前世ではそんな方との出逢いは無かったが、この世界では男ということもあり前世のイケメンや金持ちを凌駕出来る部分はある。それに、前世基準で言えば俺はかなりの上位に位置する中性的な顔立ちで、前世とは違って顔もいい。
だから、付き合える可能性も十分にあるということだ。
それに、剣技や魔法がある世界なので、折角だし俺は剣技や魔法を極めてみたいのだ。俺よりも魅力的な男が万が一現れてしまった場合でも、力さえあれば俺を選んで貰えるかもしれない。……決して、性欲に染まった女性から逃れる為に力を付けたいとかではない。
「おはようお兄ちゃん!! 一緒にご飯食べよ!!」
「おお。もうそんな時間か。」
ベットの上で今一度今の俺の状況について頭の中で整理していると、ハルが飛び付いて来た。
白銀のシルクのように綺麗で繊細な髪に、子動物のような愛らしさのある肢体に整った顔立ち。
サファイアとエメラルドが調和したような、透き通った綺麗な青碧色のぱっちりとした目。

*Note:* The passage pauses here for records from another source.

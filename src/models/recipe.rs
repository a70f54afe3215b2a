//! Canonical recipe record.
//!
//! Every extraction path (web page, OCR text, pasted ingredient list)
//! converges on [`Recipe`]. The normalizer is the only producer; nothing
//! mutates a recipe after it is returned.

use serde::{Deserialize, Serialize};

/// The canonical recipe schema.
#[derive(Debug, Clone, Default, PartialEq, Serialize, Deserialize)]
#[serde(rename_all = "camelCase")]
pub struct Recipe {
    pub title: Option<String>,
    pub description: Option<String>,
    /// Where the recipe came from (URL or free-form attribution).
    pub source: Option<String>,
    pub language: Option<String>,
    pub servings: Option<Servings>,
    pub prep_time_minutes: Option<u32>,
    pub cook_time_minutes: Option<u32>,
    pub total_time_minutes: Option<u32>,
    /// Always present, possibly empty.
    #[serde(default)]
    pub ingredient_groups: Vec<IngredientGroup>,
    /// Every ingredient of every group, in order.
    #[serde(default)]
    pub ingredients: Vec<Ingredient>,
    /// Every instruction line of every group, in order.
    #[serde(default)]
    pub instructions: Vec<String>,
    #[serde(default)]
    pub instruction_groups: Vec<InstructionGroup>,
    /// Always present, possibly empty.
    #[serde(default)]
    pub notes: Vec<String>,
    pub image_url: Option<String>,
    /// Always present, possibly empty.
    #[serde(default)]
    pub images: Vec<String>,
    pub nutrition: Option<Nutrition>,
}

impl Recipe {
    /// Total number of ingredients across groups.
    pub fn ingredient_count(&self) -> usize {
        self.ingredient_groups
            .iter()
            .map(|g| g.ingredients.len())
            .sum()
    }

    /// True when the model gave us nothing usable to cook from.
    pub fn is_empty(&self) -> bool {
        self.ingredient_count() == 0 && self.instructions.is_empty()
    }
}

/// A named or unnamed ordered collection of ingredients.
#[derive(Debug, Clone, Default, PartialEq, Serialize, Deserialize)]
pub struct IngredientGroup {
    pub name: Option<String>,
    #[serde(default)]
    pub ingredients: Vec<Ingredient>,
}

/// One ingredient line.
///
/// `raw` is the source wording, byte-for-byte. The other fields are a
/// best-effort breakdown and may be absent.
#[derive(Debug, Clone, Default, PartialEq, Serialize, Deserialize)]
pub struct Ingredient {
    pub name: Option<String>,
    pub amount: Option<String>,
    pub preparation: Option<String>,
    pub raw: String,
}

impl Ingredient {
    /// Ingredient known only by its source text.
    pub fn from_raw(raw: impl Into<String>) -> Self {
        let raw = raw.into();
        let name = raw.trim();
        Self {
            name: (!name.is_empty()).then(|| name.to_string()),
            amount: None,
            preparation: None,
            raw,
        }
    }
}

/// An ordered list of instruction steps under a heading.
#[derive(Debug, Clone, Default, PartialEq, Serialize, Deserialize)]
pub struct InstructionGroup {
    pub name: String,
    #[serde(default)]
    pub instructions: Vec<String>,
}

/// Yield of a recipe.
#[derive(Debug, Clone, Default, PartialEq, Serialize, Deserialize)]
pub struct Servings {
    pub amount: Option<f64>,
    pub unit: Option<String>,
    pub raw: Option<String>,
}

/// Nutrition facts; `None` on the recipe when every number is absent.
#[derive(Debug, Clone, Default, PartialEq, Serialize, Deserialize)]
pub struct Nutrition {
    pub calories: Option<f64>,
    pub protein_g: Option<f64>,
    pub fat_g: Option<f64>,
    pub carbs_g: Option<f64>,
    /// Basis the numbers refer to, e.g. "serving" or "100g".
    pub per: Option<String>,
}

impl Nutrition {
    pub fn has_values(&self) -> bool {
        self.calories.is_some()
            || self.protein_g.is_some()
            || self.fat_g.is_some()
            || self.carbs_g.is_some()
    }
}

#[cfg(test)]
mod tests {
    use super::*;

    #[test]
    fn test_serializes_camel_case_with_required_lists() {
        let value = serde_json::to_value(Recipe::default()).unwrap();
        let obj = value.as_object().unwrap();
        assert!(obj.contains_key("ingredientGroups"));
        assert!(obj.contains_key("prepTimeMinutes"));
        assert_eq!(obj["notes"], serde_json::json!([]));
        assert_eq!(obj["images"], serde_json::json!([]));
    }

    #[test]
    fn test_nutrition_keys_keep_unit_suffix() {
        let n = Nutrition {
            protein_g: Some(3.0),
            ..Default::default()
        };
        let value = serde_json::to_value(&n).unwrap();
        assert_eq!(value["protein_g"], 3.0);
        assert!(n.has_values());
        assert!(!Nutrition::default().has_values());
    }

    #[test]
    fn test_ingredient_from_raw_keeps_raw_verbatim() {
        let ing = Ingredient::from_raw("  1 egg ");
        assert_eq!(ing.raw, "  1 egg ");
        assert_eq!(ing.name.as_deref(), Some("1 egg"));
    }
}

身長は百五十センチ位で、大体小学校高学年から中学くらいの大きさだろうか。
まるで天使のような可憐さを持つハルは、俺の癒しだ。
前世でもこんな妹が欲しかった。
俺に飛び付いてすりすりと甘えるように俺の体に顔を擦るハルを、俺は優しく抱き寄せた。
「ん……お兄ちゃん温かい。」
「ポカポカして気持ちいいな。」
この世界の季節は前世の日本のように四季があり、現在の季節は春。
春は寒さで眠っていた動植物を起こし、心地よい暖かい風を吹かせるイメージだが、朝はまだ寒い。
だから、春の朝はハルと抱き合って体を温める。
けっして、やましい気持ちをもってやっている訳ではない。
大天使ハルが甘えて来たので、俺は甘やかしているだけだ。
……たまに俺から頼むこともあるけど。
ハルの繊細な銀色の髪を優しく撫でていると、下から母さんの大きな声が聞こえてきた。
「朝ごはん出来たから下りておいで。」
今世の母さんは物凄く温厚で落ち着いた性格で、基本呼び掛けるようなことはせず大体は俺達に自由にさせる。遅刻しそうになった時や間違ったことだけ呼び掛けたり注意をしてくれる、聖母のような母さんだ。

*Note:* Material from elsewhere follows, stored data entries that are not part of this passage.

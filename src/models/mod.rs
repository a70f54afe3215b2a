//! Data models for recipe acquisition.

mod recipe;

pub use recipe::{
    Ingredient, IngredientGroup, InstructionGroup, Nutrition, Recipe, Servings,
};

だというのに、声を掛けてきたということは……ハルの髪を撫で過ぎたということだろう。
俺に撫でられて気持ち良くなったのか、ぱっちりとした目を閉じて再び眠りにつきそうになっていたハルを抱っこして、階段を下りた。
「母さん。おはよう。」
「おはようノア。ハルが呼びに行ったと思ったけど……もしかして、寝ちゃってた?」
「いや、髪の毛を撫でてたら寝ちゃってさ。声を掛けてくれてありがとう。あのままだったら遅刻してた。」
「ふふっ。遅刻しないように、ご飯早く食べちゃいなさい。」
俺の腕の中で寝ていたハルをソファーに寝かせ、椅子に座って既に用意されていた朝食を食べることにする。
ハルは俺と違ってまだ時間があるため、まだ起こさなかった。寝ているのを起こすのは可哀想だし、恐らく時間になればお母さんが起こしてくれるだろう。
すやすやと気持ちよさそうに寝息を立てるハルを横目に、美味しそうな朝食を食べ進めた。